***** DATASET EXTRACT

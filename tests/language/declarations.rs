//! Integration tests for the declaration parser
//!
//! Tests parsing of printed declarations and the round trip through
//! `Dataset::print_declaration`.

use dapstream_foundation::{TypeKind, Value};
use dapstream_language::parse_declaration;
use dapstream_model::{Dataset, Variable};

const SURVEY: &str = "\
Dataset {
    Float32 air%20temp;
    Structure {
        Float64 lat;
        Float64 lon;
    } location;
    Sequence {
        String name;
        Int32 age;
        Sequence {
            UInt16 day;
        } visits;
    } people;
    Url home;
    Byte grid[lat = 3][lon = 4];
} survey;
";

// =============================================================================
// Parsing
// =============================================================================

#[test]
fn every_kind_parses() {
    let ds = parse_declaration(SURVEY).unwrap();
    assert_eq!(ds.name(), "survey");
    assert_eq!(ds.variables().len(), 5);
    assert_eq!(ds.lookup("air temp").unwrap().type_kind(), TypeKind::Float32);
    assert_eq!(ds.lookup("location").unwrap().type_kind(), TypeKind::Record);
    assert_eq!(ds.lookup("home").unwrap().type_kind(), TypeKind::Url);
    let grid = ds.lookup("grid").unwrap().as_array().unwrap();
    assert_eq!(grid.length(), Some(12));
    assert_eq!(grid.dimension(1).unwrap().name, "lon");
}

#[test]
fn nested_sequences_get_levels() {
    let ds = parse_declaration(SURVEY).unwrap();
    let visits = ds.lookup("people.visits").unwrap().as_table().unwrap();
    assert_eq!(visits.level(), 1);
}

#[test]
fn parsed_variables_start_unread_and_unselected() {
    let ds = parse_declaration(SURVEY).unwrap();
    for var in ds.variables() {
        assert!(!var.is_read());
        assert!(!var.is_selected());
    }
}

#[test]
fn prints_back_identically() {
    let ds = parse_declaration(SURVEY).unwrap();
    assert_eq!(ds.print_declaration(), SURVEY);
}

#[test]
fn constrained_print_parses_as_a_client_mirror() {
    let mut ds = parse_declaration(SURVEY).unwrap();
    ds.mark("grid", true).unwrap();
    ds.lookup_mut("grid")
        .unwrap()
        .as_array_mut()
        .unwrap()
        .constrain_dimension(1, 1, 3, 2)
        .unwrap();
    let mirror = parse_declaration(&ds.print_constrained()).unwrap();
    assert_eq!(mirror.variables().len(), 1);
    assert_eq!(
        mirror.lookup("grid").unwrap().as_array().unwrap().length(),
        Some(6)
    );
}

#[test]
fn built_dataset_roundtrips() {
    let ds = Dataset::new("D")
        .with(Variable::scalar("x", Value::UInt64(0)))
        .with(
            Variable::record("r")
                .with_child(Variable::scalar("s", Value::Str(String::new())))
                .unwrap(),
        );
    let text = ds.print_declaration();
    assert_eq!(parse_declaration(&text).unwrap().print_declaration(), text);
}

// =============================================================================
// Errors
// =============================================================================

#[test]
fn errors_carry_position() {
    let err = parse_declaration("Dataset {\n    Grid g;\n} D;\n").unwrap_err();
    assert!(err.is_parse_error());
    assert!(format!("{err}").contains("2:"));
}
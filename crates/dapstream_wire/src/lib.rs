//! Wire encoding for dapstream.
//!
//! This crate provides:
//! - [`Marshaller`] / [`UnMarshaller`] - The byte sink and source traits used by every variable kind
//! - [`StreamMarshaller`] / [`StreamUnMarshaller`] - Implementations over `std::io` writers and readers
//! - [`Marker`] - The reserved bytes framing streamed table rows
//!
//! # Encoding
//!
//! Integers are big-endian with a fixed width per kind, floats are their
//! IEEE-754 bits in big-endian order, and strings are a `u32` byte length
//! followed by UTF-8 bytes. Nothing is padded.

#![warn(missing_docs)]
#![warn(clippy::all)]
#![warn(clippy::pedantic)]

pub mod marker;
pub mod marshal;
pub mod stream;

pub use marker::Marker;
pub use marshal::{Marshaller, UnMarshaller};
pub use stream::{DEFAULT_MAX_STRING_LEN, StreamMarshaller, StreamUnMarshaller};
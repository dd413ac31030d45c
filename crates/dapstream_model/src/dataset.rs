//! Datasets: named, ordered collections of top-level variables.
//!
//! Nodes are addressed two ways. Callers use dotted paths (`outer.inner`),
//! which may carry `%xx` escapes. The serialization driver uses index
//! paths (`&[usize]`, one position per level) so it can release its
//! mutable borrow between rows and hand the dataset to a selection.

use dapstream_foundation::escape::www_to_id;
use dapstream_foundation::{Error, Result, TypeKind};

#[cfg(feature = "serde")]
use serde::{Deserialize, Serialize};

use crate::constructor::ChildList;
use crate::variable::Variable;

/// A named schema plus the per-request state of its variables.
///
/// Clone a registered schema per request; read and selection flags are
/// request state.
#[derive(Clone, Debug, Default, PartialEq)]
#[cfg_attr(feature = "serde", derive(Serialize, Deserialize))]
pub struct Dataset {
    name: String,
    vars: ChildList,
}

impl Dataset {
    /// Creates an empty dataset.
    #[must_use]
    pub fn new(name: impl Into<String>) -> Self {
        Self {
            name: name.into(),
            vars: ChildList::default(),
        }
    }

    /// The dataset name.
    #[must_use]
    pub fn name(&self) -> &str {
        &self.name
    }

    /// Renames the dataset.
    pub fn set_name(&mut self, name: impl Into<String>) {
        self.name = name.into();
    }

    /// Appends a top-level variable.
    pub fn add(&mut self, var: Variable) {
        self.vars.add_child(var, None);
    }

    /// Builder form of [`Dataset::add`].
    #[must_use]
    pub fn with(mut self, var: Variable) -> Self {
        self.add(var);
        self
    }

    /// Removes a top-level variable by name.
    pub fn delete(&mut self, name: &str) -> Option<Variable> {
        self.vars.remove(name)
    }

    /// Top-level variables in insertion order.
    #[must_use]
    pub fn variables(&self) -> &[Variable] {
        &self.vars
    }

    /// Mutable iterator over the top-level variables.
    pub fn variables_mut(&mut self) -> std::slice::IterMut<'_, Variable> {
        self.vars.iter_mut()
    }

    pub(crate) fn top_level(&self) -> &ChildList {
        &self.vars
    }

    /// Finds a variable by dotted path.
    #[must_use]
    pub fn lookup(&self, path: &str) -> Option<&Variable> {
        self.vars.lookup(&www_to_id(path), false)
    }

    /// Mutable form of [`Dataset::lookup`].
    pub fn lookup_mut(&mut self, path: &str) -> Option<&mut Variable> {
        self.vars.lookup_mut(&www_to_id(path), false)
    }

    /// Resolves a dotted path to positions, one per level.
    #[must_use]
    pub fn index_path(&self, path: &str) -> Option<Vec<usize>> {
        let mut at = Vec::new();
        locate(&self.vars, &www_to_id(path), &mut at).then_some(at)
    }

    /// The node at an index path.
    #[must_use]
    pub fn node(&self, at: &[usize]) -> Option<&Variable> {
        let (first, rest) = at.split_first()?;
        rest.iter()
            .try_fold(self.vars.get(*first)?, |node, &i| node.child(i))
    }

    /// Mutable node at an index path.
    pub fn node_mut(&mut self, at: &[usize]) -> Option<&mut Variable> {
        let (first, rest) = at.split_first()?;
        let mut node = self.vars.get_mut(*first)?;
        for &i in rest {
            node = node.child_mut(i)?;
        }
        Some(node)
    }

    /// The dotted path of the node at an index path.
    #[must_use]
    pub fn dotted_path(&self, at: &[usize]) -> Option<String> {
        let mut names = Vec::with_capacity(at.len());
        for depth in 1..=at.len() {
            names.push(self.node(&at[..depth])?.name());
        }
        Some(names.join("."))
    }

    /// The dotted path of the innermost table at or above `path`.
    ///
    /// `None` when no table encloses it, or when the path does not resolve.
    #[must_use]
    pub fn enclosing_table(&self, path: &str) -> Option<String> {
        let at = self.index_path(path)?;
        let depth = (1..=at.len())
            .rev()
            .find(|&d| self.node(&at[..d]).is_some_and(|n| n.type_kind() == TypeKind::Table))?;
        self.dotted_path(&at[..depth])
    }

    /// Marks a variable and its descendants selected or unselected.
    ///
    /// Selecting also marks every enclosing constructor, so the node is
    /// reachable by the serializer. Siblings keep their state.
    ///
    /// # Errors
    /// Returns an undefined variable error if the path does not resolve.
    pub fn mark(&mut self, path: &str, state: bool) -> Result<()> {
        let at = self
            .index_path(path)
            .ok_or_else(|| Error::undefined_variable(path))?;
        if state {
            for depth in 1..at.len() {
                if let Some(ancestor) = self.node_mut(&at[..depth]) {
                    ancestor.set_selected_shallow(true);
                }
            }
        }
        if let Some(node) = self.node_mut(&at) {
            node.set_selected(state);
        }
        Ok(())
    }

    /// Marks every variable selected or unselected.
    pub fn mark_all(&mut self, state: bool) {
        for var in self.vars.iter_mut() {
            var.set_selected(state);
        }
    }

    /// Clears the read flag everywhere, so the next serialize re-reads.
    pub fn reset_read(&mut self) {
        for var in self.vars.iter_mut() {
            var.reset_read();
        }
    }
}

fn locate(list: &[Variable], name: &str, at: &mut Vec<usize>) -> bool {
    if let Some(i) = list.iter().position(|v| v.name() == name) {
        at.push(i);
        return true;
    }
    let Some((head, rest)) = name.split_once('.') else {
        return false;
    };
    let Some(i) = list.iter().position(|v| v.name() == head) else {
        return false;
    };
    at.push(i);
    locate(list[i].children(), rest, at)
}
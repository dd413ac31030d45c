//! Integration tests for arrays and their constraints

use dapstream_foundation::{ErrorKind, Value};
use dapstream_model::Variable;
use proptest::prelude::*;

fn array(dims: &[usize]) -> Variable {
    let mut var = Variable::array("a", Variable::scalar("a", Value::Int16(0)));
    let array = var.as_array_mut().unwrap();
    for size in dims {
        array.append_dimension(*size, "").unwrap();
    }
    var
}

// =============================================================================
// Dimensions
// =============================================================================

#[test]
fn no_dimensions_means_unknown_length() {
    let a = array(&[]);
    assert_eq!(a.as_array().unwrap().length(), None);
}

#[test]
fn zero_size_dimension_is_rejected() {
    let mut a = array(&[]);
    assert!(a.as_array_mut().unwrap().append_dimension(0, "").is_err());
}

#[test]
fn constraint_narrows_one_dimension() {
    let mut a = array(&[4]);
    let arr = a.as_array_mut().unwrap();
    arr.constrain_dimension(0, 1, 3, 1).unwrap();
    assert_eq!(arr.length(), Some(3));
    assert_eq!(arr.full_length(), Some(4));
    arr.reset_constraints();
    assert_eq!(arr.length(), Some(4));
}

#[test]
fn invalid_constraints_are_rejected() {
    let mut a = array(&[4]);
    let arr = a.as_array_mut().unwrap();
    for (start, stop, stride) in [(2, 1, 1), (0, 4, 1), (0, 3, 0)] {
        let err = arr.constrain_dimension(0, start, stop, stride).unwrap_err();
        assert!(matches!(err.kind, ErrorKind::InvalidConstraint(_)));
    }
    assert!(arr.constrain_dimension(1, 0, 0, 1).is_err());
    assert_eq!(arr.length(), Some(4));
}

#[test]
fn values_must_match_length_and_kind() {
    let mut a = array(&[3]);
    let arr = a.as_array_mut().unwrap();
    assert!(arr.set_values(vec![Value::Int16(1); 2]).is_err());
    let err = arr.set_values(vec![Value::Int32(1); 3]).unwrap_err();
    assert!(matches!(err.kind, ErrorKind::TypeMismatch { .. }));
    arr.set_values(vec![Value::Int16(1); 3]).unwrap();
    assert_eq!(arr.element_count(), 3);
}

#[test]
fn extracts_constrained_elements() {
    let mut a = array(&[2, 3]);
    let arr = a.as_array_mut().unwrap();
    arr.constrain_dimension(1, 0, 2, 2).unwrap();
    let full: Vec<Value> = (0..6).map(Value::Int16).collect();
    assert_eq!(
        arr.extract_constrained(&full).unwrap(),
        vec![Value::Int16(0), Value::Int16(2), Value::Int16(3), Value::Int16(5)]
    );
}

proptest! {
    #[test]
    fn length_is_product_of_constrained_extents(
        dims in prop::collection::vec((1usize..6, 0usize..6, 1usize..3), 1..4)
    ) {
        let sizes: Vec<usize> = dims.iter().map(|d| d.0).collect();
        let mut a = array(&sizes);
        let arr = a.as_array_mut().unwrap();
        let mut expected = 1;
        for (index, (size, start, stride)) in dims.iter().copied().enumerate() {
            let start = start.min(size - 1);
            arr.constrain_dimension(index, start, size - 1, stride).unwrap();
            expected *= (size - 1 - start) / stride + 1;
        }
        prop_assert_eq!(arr.length(), Some(expected));
        prop_assert_eq!(arr.constrained_offsets().len(), expected);
    }
}
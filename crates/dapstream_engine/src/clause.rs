//! Bound clauses: parsed expressions resolved against a registry.

use std::fmt;

use dapstream_foundation::RelOp;

use crate::functions::{PredicateFn, ValueFn};

/// Handle to a constant held by an [`crate::Evaluator`].
#[derive(Clone, Copy, Debug, PartialEq, Eq, Hash)]
pub struct ConstantId(pub(crate) usize);

impl ConstantId {
    /// Position in the evaluator's constant pool.
    #[must_use]
    pub const fn index(self) -> usize {
        self.0
    }
}

/// Something that yields a variable when a clause is evaluated.
#[derive(Clone)]
pub enum Operand {
    /// A dataset variable by dotted path, read at its current value.
    Variable(String),
    /// A literal from the evaluator's constant pool.
    Constant(ConstantId),
    /// A value function applied to operands.
    Call {
        /// Function name.
        name: String,
        /// The function.
        func: ValueFn,
        /// Arguments.
        args: Vec<Operand>,
    },
}

impl Operand {
    /// Appends every variable path this operand reads.
    pub fn collect_paths<'a>(&'a self, out: &mut Vec<&'a str>) {
        match self {
            Self::Variable(path) => out.push(path),
            Self::Constant(_) => {}
            Self::Call { args, .. } => args.iter().for_each(|a| a.collect_paths(out)),
        }
    }
}

impl fmt::Debug for Operand {
    fn fmt(&self, f: &mut fmt::Formatter<'_>) -> fmt::Result {
        match self {
            Self::Variable(path) => write!(f, "Variable({path})"),
            Self::Constant(id) => write!(f, "Constant({})", id.0),
            Self::Call { name, args, .. } => write!(f, "Call({name}, {args:?})"),
        }
    }
}

/// One unit of a constraint expression.
#[derive(Clone)]
pub enum Clause {
    /// `lhs op rhs[0] OR lhs op rhs[1] ...`
    Relational {
        /// Operator.
        op: RelOp,
        /// Left operand.
        lhs: Operand,
        /// Right operands; the clause holds if any comparison does.
        rhs: Vec<Operand>,
    },
    /// A boolean function.
    Predicate {
        /// Function name.
        name: String,
        /// The function.
        func: PredicateFn,
        /// Arguments.
        args: Vec<Operand>,
    },
    /// A value function whose result is the whole response.
    Value {
        /// Function name.
        name: String,
        /// The function.
        func: ValueFn,
        /// Arguments.
        args: Vec<Operand>,
    },
}

impl Clause {
    /// True for relational and predicate clauses.
    #[must_use]
    pub const fn is_boolean(&self) -> bool {
        matches!(self, Self::Relational { .. } | Self::Predicate { .. })
    }

    /// Every variable path the clause reads.
    #[must_use]
    pub fn paths(&self) -> Vec<&str> {
        let mut out = Vec::new();
        match self {
            Self::Relational { lhs, rhs, .. } => {
                lhs.collect_paths(&mut out);
                rhs.iter().for_each(|o| o.collect_paths(&mut out));
            }
            Self::Predicate { args, .. } | Self::Value { args, .. } => {
                args.iter().for_each(|o| o.collect_paths(&mut out));
            }
        }
        out
    }
}

impl fmt::Debug for Clause {
    fn fmt(&self, f: &mut fmt::Formatter<'_>) -> fmt::Result {
        match self {
            Self::Relational { op, lhs, rhs } => {
                write!(f, "Relational({lhs:?} {} {rhs:?})", op.symbol())
            }
            Self::Predicate { name, args, .. } => write!(f, "Predicate({name}, {args:?})"),
            Self::Value { name, args, .. } => write!(f, "Value({name}, {args:?})"),
        }
    }
}
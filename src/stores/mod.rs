// Stores layer - Data access and repository pattern
pub mod faculty_staff_store;
pub mod nodue_request_store;
pub mod session_store;
pub mod user_store;

pub use faculty_staff_store::FacultyStaffStore;
pub use nodue_request_store::NodueRequestStore;
pub use session_store::SessionStore;
pub use user_store::{NewUser, UserStore};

**********

# [HOW TO COMPLETE THIS TASK]
Report each line of the listing above that uses the word "dims".

# [TASK RESULT]
fn array(dims: &[usize]) -> Variable {
    for size in dims {
        dims in prop::collection::vec((1usize..6, 0usize..6, 1usize..3), 1..4)
        let sizes: Vec<usize> = dims.iter().map(|d| d.0).collect();
        for (index, (size, start, stride)) in dims.iter().copied().enumerate() {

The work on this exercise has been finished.